SUPPLIED DATA START
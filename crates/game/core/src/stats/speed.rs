//! Speed and initiative.
//!
//! Effective speed decides who acts first in a round and how large a
//! first-strike bonus the faster side receives.
//!
//! Formulas:
//! - effective = max(0, base + haste − slow)
//! - differential ≥ major threshold → attack bonus + critical bonus
//! - differential ≥ minor threshold → attack bonus only

use crate::config::CombatConfig;
use crate::state::{CombatantState, Side};

/// Effective speed of a combatant this round.
pub fn effective_speed(state: &CombatantState) -> u32 {
    let speed = i64::from(state.speed) + state.status.speed_modifier();
    u32::try_from(speed.max(0)).unwrap_or(u32::MAX)
}

/// Size of the first-strike bonus earned by a speed differential.
#[derive(Clone, Copy, Debug, PartialEq, Eq, Hash)]
#[cfg_attr(feature = "serde", derive(serde::Serialize, serde::Deserialize))]
pub enum SpeedTier {
    None,
    /// Attack-power bonus only.
    Minor,
    /// Attack-power and critical-chance bonus.
    Major,
}

impl SpeedTier {
    pub fn from_differential(differential: u32, config: &CombatConfig) -> Self {
        if differential >= config.major_speed_threshold {
            SpeedTier::Major
        } else if differential >= config.minor_speed_threshold {
            SpeedTier::Minor
        } else {
            SpeedTier::None
        }
    }

    pub fn bonus(self, config: &CombatConfig) -> InitiativeBonus {
        match self {
            SpeedTier::None => InitiativeBonus::NONE,
            SpeedTier::Minor => InitiativeBonus {
                attack: config.initiative_attack_bonus,
                critical: 0,
            },
            SpeedTier::Major => InitiativeBonus {
                attack: config.initiative_attack_bonus,
                critical: config.initiative_critical_bonus,
            },
        }
    }
}

/// Bonuses carried by the faster side's actions for one round.
#[derive(Clone, Copy, Debug, Default, PartialEq, Eq, Hash)]
#[cfg_attr(feature = "serde", derive(serde::Serialize, serde::Deserialize))]
pub struct InitiativeBonus {
    /// Flat base-power bonus for damaging actions.
    pub attack: u32,
    /// Critical rate bonus (%); also enables the critical check.
    pub critical: u32,
}

impl InitiativeBonus {
    pub const NONE: Self = Self {
        attack: 0,
        critical: 0,
    };
}

/// Who acts first this round and what bonus they earned.
#[derive(Clone, Copy, Debug, PartialEq, Eq)]
#[cfg_attr(feature = "serde", derive(serde::Serialize, serde::Deserialize))]
pub struct Initiative {
    pub first: Side,
    pub player_speed: u32,
    pub enemy_speed: u32,
    pub tier: SpeedTier,
    pub bonus: InitiativeBonus,
}

impl Initiative {
    /// Bonus applicable to actions taken by `side`.
    pub fn bonus_for(&self, side: Side) -> InitiativeBonus {
        if side == self.first {
            self.bonus
        } else {
            InitiativeBonus::NONE
        }
    }

    pub fn differential(&self) -> u32 {
        self.player_speed.abs_diff(self.enemy_speed)
    }
}

/// Compares effective speeds. Ties go to the player.
pub fn resolve_initiative(
    player: &CombatantState,
    enemy: &CombatantState,
    config: &CombatConfig,
) -> Initiative {
    let player_speed = effective_speed(player);
    let enemy_speed = effective_speed(enemy);

    let first = if enemy_speed > player_speed {
        Side::Enemy
    } else {
        Side::Player
    };
    let tier = SpeedTier::from_differential(player_speed.abs_diff(enemy_speed), config);

    Initiative {
        first,
        player_speed,
        enemy_speed,
        tier,
        bonus: tier.bonus(config),
    }
}

/// Order of phases within one round.
#[derive(Clone, Copy, Debug, PartialEq, Eq)]
#[cfg_attr(feature = "serde", derive(serde::Serialize, serde::Deserialize))]
pub struct PhaseQueue {
    order: [Side; 2],
}

impl PhaseQueue {
    pub fn from_initiative(initiative: &Initiative) -> Self {
        Self {
            order: [initiative.first, initiative.first.opponent()],
        }
    }

    pub fn iter(&self) -> impl Iterator<Item = Side> + '_ {
        self.order.iter().copied()
    }
}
SUPPLIED DATA END
### WHAT YOU HAVE TO DO
Above are the records; report each line in them that includes the word "this".

### EXPECTED ANSWER
/// Effective speed of a combatant this round.
/// Who acts first this round and what bonus they earned.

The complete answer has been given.